Cheese Profile: River’s Edge Chevre

By Marcella Wright, ACS CCP™

REC1While opening cheese counters for Murray’s Cheese, I fell in love with the award-winning cheeses made by Pat Morford and her daughters at River’s Edge Chevre in Oregon.

Pat has owned goats most of her life and made cheese for herself and family from a young age. In 1988 she moved to Logsden, Oregon and bought twelve acres which she named “Three Ring Farm”. Five years later, she began buying dairy equipment and got “serious” about making cheese to sell. Construction of River’s Edge Chevre began in 2002; it was completed and licensed in 2005, and cheese-making began. Since then the cheese has been winning multiple awards including at ACS, ADGA, Good Food Awards and World Championship Cheese Contest.

REC2First up is Siltcoos, a not-quite round disc dusted with ash, covered with surface bloom and topped with a fern frond grown locally. Named after a lake on the Oregon Coast, Siltcoos tastes clean and delicate with just a whiff of the goaty tang you would expect when young. The paste is dense and as it ages it becomes creamier and develops a nice spicy finish. Siltcoos has won Best of Show twice at American Dairy Goat Association Cheese Competition.  You’ll dazzle your guests serving this on a cheese plate. Add a little Kelly’s Jelly Marionero Jam and they’ll be swooning.

Wine Pairing: Oregon Pinot Grigio.

Beer Pairing: Weissbock.

REC3Up In Smoke is a fresh chevre wrapped in smoked maple leaves and then spritzed with bourbon to add even more smoldering smokiness to the taste of this award-winning delicacy. What a delight; the tang of the chevre blends perfectly with the smoke and the bourbon. It’s creamy and crumbly at the same time; leaving a lingering taste on the palate. It comes in little quarter pound disks; just the right size for snacking or adding to a cheese board. 

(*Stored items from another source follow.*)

/// In-process store for tests, demos and doc examples.
///
/// Emulates the database's unique indexes and `ON DELETE RESTRICT`
/// foreign keys so integrity failures surface the same way.
pub mod memory {
    use super::*;
    use std::collections::BTreeMap;
    use tokio::sync::RwLock;

    #[derive(Default)]
    struct Tables {
        departments: BTreeMap<i32, Department>,
        roles: BTreeMap<i32, Role>,
        cities: BTreeMap<i32, City>,
        users: BTreeMap<i32, User>,
        seq: i32,
    }

    impl Tables {
        fn next_id(&mut self) -> i32 {
            self.seq += 1;
            self.seq
        }

        fn user_references(&self, parent: UserParent) -> bool {
            self.users.values().any(|u| match parent {
                UserParent::City(id) => u.city_id == id,
                UserParent::Department(id) => u.department_id == id,
                UserParent::Role(id) => u.role_id == id,
            })
        }

        fn check_user_refs(&self, city_id: i32, department_id: i32, role_id: i32) -> Result<(), StoreError> {
            if !self.cities.contains_key(&city_id) {
                return Err(StoreError::ForeignKey("fk_user_city".into()));
            }
            if !self.departments.contains_key(&department_id) {
                return Err(StoreError::ForeignKey("fk_user_department".into()));
            }
            if !self.roles.contains_key(&role_id) {
                return Err(StoreError::ForeignKey("fk_user_role".into()));
            }
            Ok(())
        }

        fn email_taken(&self, email: &str, except: Option<i32>) -> bool {
            self.users.values().any(|u| Some(u.id) != except && eq_ignore_case(&u.email, email))
        }
    }

    #[derive(Default)]
    pub struct MemoryStore {
        tables: RwLock<Tables>,
    }

    impl MemoryStore {
        pub fn new() -> Self { Self::default() }
    }

    fn eq_ignore_case(a: &str, b: &str) -> bool {
        a.to_lowercase() == b.to_lowercase()
    }

    fn contains_ignore_case(haystack: &str, needle: &str) -> bool {
        haystack.to_lowercase().contains(&needle.to_lowercase())
    }

    /// Order by lowercased name then id, then cut out the requested page.
    fn paged<T>(rows: impl Iterator<Item = T>, key: impl Fn(&T) -> (String, i32), page: Pagination) -> Page<T> {
        let mut rows: Vec<T> = rows.collect();
        rows.sort_by_cached_key(|r| {
            let (name, id) = key(r);
            (name.to_lowercase(), id)
        });
        Page::from_rows(rows, page)
    }

    #[async_trait]
    impl DepartmentRepository for MemoryStore {
        async fn find_by_id(&self, id: i32) -> Result<Option<Department>, StoreError> {
            Ok(self.tables.read().await.departments.get(&id).cloned())
        }

        async fn exists_by_id(&self, id: i32) -> Result<bool, StoreError> {
            Ok(self.tables.read().await.departments.contains_key(&id))
        }

        async fn exists_by_name_ignore_case(&self, name: &str) -> Result<bool, StoreError> {
            Ok(self.tables.read().await.departments.values().any(|d| eq_ignore_case(&d.name, name)))
        }

        async fn find_page_by_name(&self, query: &str, page: Pagination) -> Result<Page<Department>, StoreError> {
            let t = self.tables.read().await;
            let rows = t.departments.values().filter(|d| contains_ignore_case(&d.name, query)).cloned();
            Ok(paged(rows, |d| (d.name.clone(), d.id), page))
        }

        async fn insert(&self, department: NewDepartment) -> Result<Department, StoreError> {
            let mut t = self.tables.write().await;
            if t.departments.values().any(|d| eq_ignore_case(&d.name, &department.name)) {
                return Err(StoreError::Unique("uniq_department_name_ci".into()));
            }
            let id = t.next_id();
            let row = Department { id, name: department.name };
            t.departments.insert(id, row.clone());
            Ok(row)
        }

        async fn update(&self, department: &Department) -> Result<Department, StoreError> {
            let mut t = self.tables.write().await;
            if t.departments.values().any(|d| d.id != department.id && eq_ignore_case(&d.name, &department.name)) {
                return Err(StoreError::Unique("uniq_department_name_ci".into()));
            }
            let slot = t
                .departments
                .get_mut(&department.id)
                .ok_or_else(|| StoreError::Db(format!("department {} vanished", department.id)))?;
            *slot = department.clone();
            Ok(department.clone())
        }

        async fn delete_by_id(&self, id: i32) -> Result<(), StoreError> {
            let mut t = self.tables.write().await;
            if t.cities.values().any(|c| c.department_id == id) {
                return Err(StoreError::ForeignKey("fk_city_department".into()));
            }
            if t.user_references(UserParent::Department(id)) {
                return Err(StoreError::ForeignKey("fk_user_department".into()));
            }
            t.departments.remove(&id);
            Ok(())
        }
    }

    #[async_trait]
    impl RoleRepository for MemoryStore {
        async fn find_by_id(&self, id: i32) -> Result<Option<Role>, StoreError> {
            Ok(self.tables.read().await.roles.get(&id).cloned())
        }

        async fn exists_by_id(&self, id: i32) -> Result<bool, StoreError> {
            Ok(self.tables.read().await.roles.contains_key(&id))
        }

        async fn exists_by_name_ignore_case(&self, name: &str) -> Result<bool, StoreError> {
            Ok(self.tables.read().await.roles.values().any(|r| eq_ignore_case(&r.name, name)))
        }

        async fn find_page_by_name(&self, query: &str, page: Pagination) -> Result<Page<Role>, StoreError> {
            let t = self.tables.read().await;
            let rows = t.roles.values().filter(|r| contains_ignore_case(&r.name, query)).cloned();
            Ok(paged(rows, |r| (r.name.clone(), r.id), page))
        }

        async fn insert(&self, role: NewRole) -> Result<Role, StoreError> {
            let mut t = self.tables.write().await;
            if t.roles.values().any(|r| eq_ignore_case(&r.name, &role.name)) {
                return Err(StoreError::Unique("uniq_role_name_ci".into()));
            }
            let id = t.next_id();
            let row = Role { id, name: role.name };
            t.roles.insert(id, row.clone());
            Ok(row)
        }

        async fn update(&self, role: &Role) -> Result<Role, StoreError> {
            let mut t = self.tables.write().await;
            if t.roles.values().any(|r| r.id != role.id && eq_ignore_case(&r.name, &role.name)) {
                return Err(StoreError::Unique("uniq_role_name_ci".into()));
            }
            let slot = t.roles.get_mut(&role.id).ok_or_else(|| StoreError::Db(format!("role {} vanished", role.id)))?;
            *slot = role.clone();
            Ok(role.clone())
        }

        async fn delete_by_id(&self, id: i32) -> Result<(), StoreError> {
            let mut t = self.tables.write().await;
            if t.user_references(UserParent::Role(id)) {
                return Err(StoreError::ForeignKey("fk_user_role".into()));
            }
            t.roles.remove(&id);
            Ok(())
        }
    }

    #[async_trait]
    impl CityRepository for MemoryStore {
        async fn find_by_id(&self, id: i32) -> Result<Option<City>, StoreError> {
            Ok(self.tables.read().await.cities.get(&id).cloned())
        }

        async fn exists_by_id(&self, id: i32) -> Result<bool, StoreError> {
            Ok(self.tables.read().await.cities.contains_key(&id))
        }

        async fn exists_by_name_in_department_ignore_case(&self, name: &str, department_id: i32) -> Result<bool, StoreError> {
            let t = self.tables.read().await;
            Ok(t.cities.values().any(|c| c.department_id == department_id && eq_ignore_case(&c.name, name)))
        }

        async fn find_page_by_name(&self, query: &str, page: Pagination) -> Result<Page<City>, StoreError> {
            let t = self.tables.read().await;
            let rows = t.cities.values().filter(|c| contains_ignore_case(&c.name, query)).cloned();
            Ok(paged(rows, |c| (c.name.clone(), c.id), page))
        }

        async fn find_page_by_department(&self, department_id: i32, page: Pagination) -> Result<Page<City>, StoreError> {
            let t = self.tables.read().await;
            let rows = t.cities.values().filter(|c| c.department_id == department_id).cloned();
            Ok(paged(rows, |c| (c.name.clone(), c.id), page))
        }

        async fn insert(&self, city: NewCity) -> Result<City, StoreError> {
            let mut t = self.tables.write().await;
            if !t.departments.contains_key(&city.department_id) {
                return Err(StoreError::ForeignKey("fk_city_department".into()));
            }
            if t.cities.values().any(|c| c.department_id == city.department_id && eq_ignore_case(&c.name, &city.name)) {
                return Err(StoreError::Unique("uniq_city_department_name_ci".into()));
            }
            let id = t.next_id();
            let row = City { id, name: city.name, department_id: city.department_id };
            t.cities.insert(id, row.clone());
            Ok(row)
        }

        async fn update(&self, city: &City) -> Result<City, StoreError> {
            let mut t = self.tables.write().await;
            if !t.departments.contains_key(&city.department_id) {
                return Err(StoreError::ForeignKey("fk_city_department".into()));
            }
            if t.cities.values().any(|c| c.id != city.id && c.department_id == city.department_id && eq_ignore_case(&c.name, &city.name)) {
                return Err(StoreError::Unique("uniq_city_department_name_ci".into()));
            }
            let slot = t.cities.get_mut(&city.id).ok_or_else(|| StoreError::Db(format!("city {} vanished", city.id)))?;
            *slot = city.clone();
            Ok(city.clone())
        }

        async fn delete_by_id(&self, id: i32) -> Result<(), StoreError> {
            let mut t = self.tables.write().await;
            if t.user_references(UserParent::City(id)) {
                return Err(StoreError::ForeignKey("fk_user_city".into()));
            }
            t.cities.remove(&id);
            Ok(())
        }
    }

    #[async_trait]
    impl UserRepository for MemoryStore {
        async fn find_by_id(&self, id: i32) -> Result<Option<User>, StoreError> {
            Ok(self.tables.read().await.users.get(&id).cloned())
        }

        async fn exists_by_id(&self, id: i32) -> Result<bool, StoreError> {
            Ok(self.tables.read().await.users.contains_key(&id))
        }

        async fn exists_by_email_ignore_case(&self, email: &str) -> Result<bool, StoreError> {
            Ok(self.tables.read().await.email_taken(email, None))
        }

        async fn exists_by_parent(&self, parent: UserParent) -> Result<bool, StoreError> {
            Ok(self.tables.read().await.user_references(parent))
        }

        async fn find_page_by_name(&self, query: &str, page: Pagination) -> Result<Page<User>, StoreError> {
            let t = self.tables.read().await;
            let rows = t.users.values().filter(|u| contains_ignore_case(&u.name, query)).cloned();
            Ok(paged(rows, |u| (u.name.clone(), u.id), page))
        }

        async fn find_page_by_parent(&self, parent: UserParent, page: Pagination) -> Result<Page<User>, StoreError> {
            let t = self.tables.read().await;
            let rows = t
                .users
                .values()
                .filter(|u| match parent {
                    UserParent::City(id) => u.city_id == id,
                    UserParent::Department(id) => u.department_id == id,
                    UserParent::Role(id) => u.role_id == id,
                })
                .cloned();
            Ok(paged(rows, |u| (u.name.clone(), u.id), page))
        }

        async fn insert(&self, user: NewUser) -> Result<User, StoreError> {
            let mut t = self.tables.write().await;
            t.check_user_refs(user.city_id, user.department_id, user.role_id)?;
            if t.email_taken(&user.email, None) {
                return Err(StoreError::Unique("uniq_user_email_ci".into()));
            }
            let id = t.next_id();
            let row = user.into_user(id);
            t.users.insert(id, row.clone());
            Ok(row)
        }

        async fn update(&self, user: &User) -> Result<User, StoreError> {
            let mut t = self.tables.write().await;
            t.check_user_refs(user.city_id, user.department_id, user.role_id)?;
            if t.email_taken(&user.email, Some(user.id)) {
                return Err(StoreError::Unique("uniq_user_email_ci".into()));
            }
            let slot = t.users.get_mut(&user.id).ok_or_else(|| StoreError::Db(format!("user {} vanished", user.id)))?;
            *slot = user.clone();
            Ok(user.clone())
        }

        async fn delete_by_id(&self, id: i32) -> Result<(), StoreError> {
            self.tables.write().await.users.remove(&id);
            Ok(())
        }
    }
}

Spirit Pairing: How about bourbon?

REC4The third cheese from River’s Edge is Cape Foulweather, a surfaced-ripened pyramid of cheese sprinkled with ash to inhibit the growth of the bad bacteria and encourage the growth of the good stuff as it ages. Cape Foulweather’s namesake is a 500 foot outcropping on the Southern Oregon Coast; sighted and named by Captain Cook on one of his journeys before he ran “afoul” with the Natives of Hawaii. The one I tasted was young with a firm paste, smooth and dense with a pleasant tang. I enjoyed it on a plain cracker letting nothing get in the way of relishing its citrus taste.

Wine Pairing: Champagne is the perfect pairing for this cheese.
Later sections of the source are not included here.